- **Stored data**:
//! Read-only views, service status and run-control regeneration.

use std::path::Path;
use std::process::Stdio;

use axum::Json;
use axum::extract::State;
use axum::response::IntoResponse;
use serde::Serialize;
use tokio::process::Command;
use tracing::{error, info};

use super::accounts::{AccountView, ActionResult};
use super::{ApiError, AppState};
use crate::config::{FilterRule, Settings};
use crate::fetchmail;

/// Number of delivery-log lines shown by the status endpoint.
pub const LOG_TAIL_LINES: usize = 10;

/// GET /api/filters
pub async fn list_filters(State(state): State<AppState>) -> Result<impl IntoResponse, ApiError> {
    let config = state.store.load_or_default().await?;
    Ok(Json(config.filter_rules))
}

#[derive(Debug, Serialize)]
pub struct ServiceStatus {
    pub fetchmail_running: bool,
    pub recent_logs: Vec<String>,
}

/// GET /api/status
pub async fn service_status(State(state): State<AppState>) -> impl IntoResponse {
    let fetchmail_running = fetchmail_running().await;
    let recent_logs = tail_log(&state.runtime.delivery_log_path(), LOG_TAIL_LINES)
        .await
        .unwrap_or_else(|| vec!["No logs available".to_string()]);
    Json(ServiceStatus {
        fetchmail_running,
        recent_logs,
    })
}

async fn fetchmail_running() -> bool {
    match Command::new("pgrep")
        .args(["-f", "fetchmail"])
        .stdin(Stdio::null())
        .output()
        .await
    {
        Ok(output) => !String::from_utf8_lossy(&output.stdout).trim().is_empty(),
        Err(_) => false,
    }
}

/// Last `lines` lines of a log file; `None` when it cannot be read.
async fn tail_log(path: &Path, lines: usize) -> Option<Vec<String>> {
    let content = tokio::fs::read_to_string(path).await.ok()?;
    let all: Vec<&str> = content.lines().collect();
    let start = all.len().saturating_sub(lines);
    Some(all[start..].iter().map(|l| l.to_string()).collect())
}

/// Exported configuration: accounts without any credential material.
#[derive(Debug, Serialize)]
pub struct ConfigExport {
    pub settings: Settings,
    pub accounts: Vec<AccountView>,
    pub filter_rules: Vec<FilterRule>,
}

/// GET /api/config
pub async fn export_config(State(state): State<AppState>) -> Result<impl IntoResponse, ApiError> {
    let config = state.store.load_or_default().await?;
    Ok(Json(ConfigExport {
        accounts: config.accounts.iter().map(AccountView::from).collect(),
        settings: config.settings,
        filter_rules: config.filter_rules,
    }))
}

/// POST /api/restart
///
/// Regenerates the fetchmail run-control file. Restarting the daemon itself is
/// left to the process supervisor.
pub async fn restart(State(state): State<AppState>) -> Result<impl IntoResponse, ApiError> {
    let config = state.store.load_or_default().await?;
    let runtime = state.runtime.clone();
    let outcome = tokio::task::spawn_blocking(move || {
        fetchmail::generate(&config, &runtime.mda_command, &runtime.fetchmailrc_path)
    })
    .await
    .map_err(|e| ApiError::Internal(format!("Config generation aborted: {e}")))?;

    let result = match outcome {
        Ok(rc) => {
            info!(
                written = rc.written.len(),
                skipped = rc.skipped.len(),
                "Run-control regenerated"
            );
            let mut message = format!(
                "Configuration updated successfully: {} account(s) written",
                rc.written.len()
            );
            if !rc.skipped.is_empty() {
                let names: Vec<&str> = rc.skipped.iter().map(|s| s.name.as_str()).collect();
                message.push_str(&format!(", skipped: {}", names.join(", ")));
            }
            ActionResult {
                success: true,
                message,
            }
        }
        Err(e) => {
            error!("Config generation failed: {e}");
            ActionResult {
                success: false,
                message: format!("Config generation failed: {e}"),
            }
        }
    };
    Ok(Json(result))
}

- **Exercise brief**: Go through the entries above, and wherever a line holds the word "ServiceStatus", copy that line.

- **Answer to the exercise**:
pub struct ServiceStatus {
    Json(ServiceStatus {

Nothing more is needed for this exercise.